MERUJUK Piagam Olimpiade (Olympic Charter), NOC Indonesia tegaskan sikap tak boleh ada diskriminasi dalam olahraga. Hal ini disampaikan oleh Ketua NOC Indonesia, Raja Sapta Oktohari.
Raja Sapta menyampaikannya bersama perwakilan beberapa cabang olahraga di antaranya tinju, basket, sepakbola, sambo jetski, senam, biliar dalam konferensi pers di kantor NOC Indonesia di Senayan, Rabu (29/3/2023).
“Sikap NOC Indonesia jelas sebagai penjaga Olympic Charter. Kami memiliki 67 anggota yang terafiliasi ke Federasi Internasional, di mana mereka semua juga memiliki statuta yang menjunjung tinggi Piagam Olimpiade yang mengatur tidak boleh ada diskriminasi dalam aktivitas olahraga,” kata Okto, sapaan karib Raja Sapta, dalam rilis yang diterima Okezone.
“Kita ini negara besar, negara anggota G7 dan G20. Tujuan kita satu, mengumandangkan Indonesia Raya dan Merah Putih di seluruh dunia. Jangan sampai kita dikerdilkan di pergaulan olahraga internasional karena melakukan diskriminasi di olahraga, terutama kepada atlet. Olahraga adalah aktivitas independen yang mengedepankan sportivitas, respect, dan persahabatan” tambah Okto.
Okto mencatut pernyataan Bapak Polimpiade, Pierre Le Coubertin, yang menyampaikan bahwa perdamaian tidak akan pernah diraih tanpa memisahkan ras.

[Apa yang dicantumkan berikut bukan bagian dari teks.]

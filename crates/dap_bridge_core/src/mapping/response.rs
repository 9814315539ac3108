use std::fmt::Write as _;

use serde_json::Value;

use crate::protocol::Response;
use crate::types::responses::{Breakpoint, EvaluateBody, Scope, StackFrame, Thread, Variable};
use crate::types::{AdapterBody, ToolOutput};

/// Adapter response → tool-call result.
pub struct ResponseMapper;

impl ResponseMapper {
    pub fn map(response: &Response) -> ToolOutput {
        if !response.success {
            return Self::failure(response.error_message());
        }

        match AdapterBody::parse(&response.command, response.body.as_ref()) {
            AdapterBody::Threads(threads) => ToolOutput::text(render_threads(&threads)),
            AdapterBody::StackTrace { frames, total } => ToolOutput::text(render_stack(&frames, total)),
            AdapterBody::Scopes(scopes) => ToolOutput::text(render_scopes(&scopes)),
            AdapterBody::Variables(variables) => ToolOutput::text(render_variables(&variables)),
            AdapterBody::Evaluate(body) => ToolOutput::text(render_evaluate(&body)),
            AdapterBody::SetBreakpoints { breakpoints, raw } => render_breakpoints(&breakpoints, &raw),
            AdapterBody::Other(_) => ToolOutput::text(format!("{} executed successfully", response.command)),
        }
    }

    pub fn failure(message: impl Into<String>) -> ToolOutput {
        ToolOutput::error(message)
    }
}

fn render_threads(threads: &[Thread]) -> String {
    if threads.is_empty() {
        return "No threads".to_string();
    }
    let mut text = format!("Threads ({}):", threads.len());
    for thread in threads {
        let _ = write!(text, "\n  [{}] {}", thread.id, thread.name);
    }
    text
}

fn render_stack(frames: &[StackFrame], total: Option<i64>) -> String {
    if frames.is_empty() {
        return "Stack trace is empty".to_string();
    }
    let mut text = match total {
        Some(total) if total > 0 && total as usize > frames.len() => {
            format!("Stack trace ({} of {} frames):", frames.len(), total)
        }
        _ => format!("Stack trace ({} frames):", frames.len()),
    };
    for (index, frame) in frames.iter().enumerate() {
        let _ = write!(text, "\n  #{index} [{}] {}", frame.id, frame.name);
        if let Some(location) = frame.source.as_ref().and_then(|s| s.label()) {
            let _ = write!(text, " at {}:{}:{}", location, frame.line, frame.column);
        }
    }
    text
}

fn render_scopes(scopes: &[Scope]) -> String {
    if scopes.is_empty() {
        return "No scopes".to_string();
    }
    let mut text = "Scopes:".to_string();
    for scope in scopes {
        let _ = write!(text, "\n  {} (variablesReference {})", scope.name, scope.variables_reference);
        if scope.expensive {
            text.push_str(" [expensive]");
        }
    }
    text
}

fn render_variables(variables: &[Variable]) -> String {
    if variables.is_empty() {
        return "No variables".to_string();
    }
    let mut text = format!("Variables ({}):", variables.len());
    for variable in variables {
        let _ = write!(text, "\n  {}", variable.name);
        if let Some(type_name) = variable.type_name.as_deref().filter(|t| !t.is_empty()) {
            let _ = write!(text, ": {type_name}");
        }
        let _ = write!(text, " = {}", variable.value);
        if variable.variables_reference > 0 {
            let _ = write!(text, " (variablesReference {})", variable.variables_reference);
        }
    }
    text
}

fn render_evaluate(body: &EvaluateBody) -> String {
    let mut text = format!("Result: {}", body.result);
    if let Some(type_name) = body.type_name.as_deref().filter(|t| !t.is_empty()) {
        let _ = write!(text, " ({type_name})");
    }
    if body.variables_reference > 0 {
        let _ = write!(text, " [variablesReference {}]", body.variables_reference);
    }
    text
}

fn render_breakpoints(breakpoints: &[Breakpoint], raw: &[Value]) -> ToolOutput {
    let verified = breakpoints.iter().filter(|bp| bp.verified).count();
    let summary = format!(
        "Set {}/{} breakpoints (verified/total)",
        verified,
        breakpoints.len()
    );
    let detail = serde_json::to_string_pretty(raw).unwrap_or_else(|_| format!("{raw:?}"));
    ToolOutput::text(summary).with_block(detail)
}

Okto menegaskan bahwa Piagam Olimpiade menjamin atlet yang berkompetisi tidak boleh mendapatkan diskriminasi dalam bentuk apa pun, seperti ras, warna kulit, jenis kelamin, orientasi seksual, bahasa, agama, pendapat politik atau hal lain yang berkaitan dengan asal kebangsaan, sosial, properti, kelahiran atau status lainnya.
“Saya rasa melalui kegiatan olahraga, kita harus menunjukkan kedewasaan kita dalam menempatkan diri di kancah dunia. Apalagi, kita membidik diri menjadi tuan rumah Olimpiade pada 2036.”
Okto menambahkan, Komite Olimpiade Internasional (IOC) pun memberi perlakuan yang sama kepada seluruh negara partisipan pesta olahraga Olimpiade bersama negara tuan rumah.
Peran NOC sendiri telah diatur dalam Piagam Olimpiade untuk mengambil tindakan atas segala bentuk diskriminasi serta kekerasan yang terjadi di olahraga. Sebab, diskriminasi sangat dilarang dalam aturan olahraga internasional.
Okto menegaskan bahwa aturan internasional ini diadopsi oleh negara-negara seperti Qatar dan Uni Emirat Arab (UEA) yang memisahkan politik dan olahraga.
“Ada contoh dari Qatar dan UAE. Mereka bersikap netral kepada atlet yang berkompetisi. Itu terjadi ketika IAAF mengadakan World Championship di Qatar dan ketika turnamen Dubai Tennis International,” ujar Okto.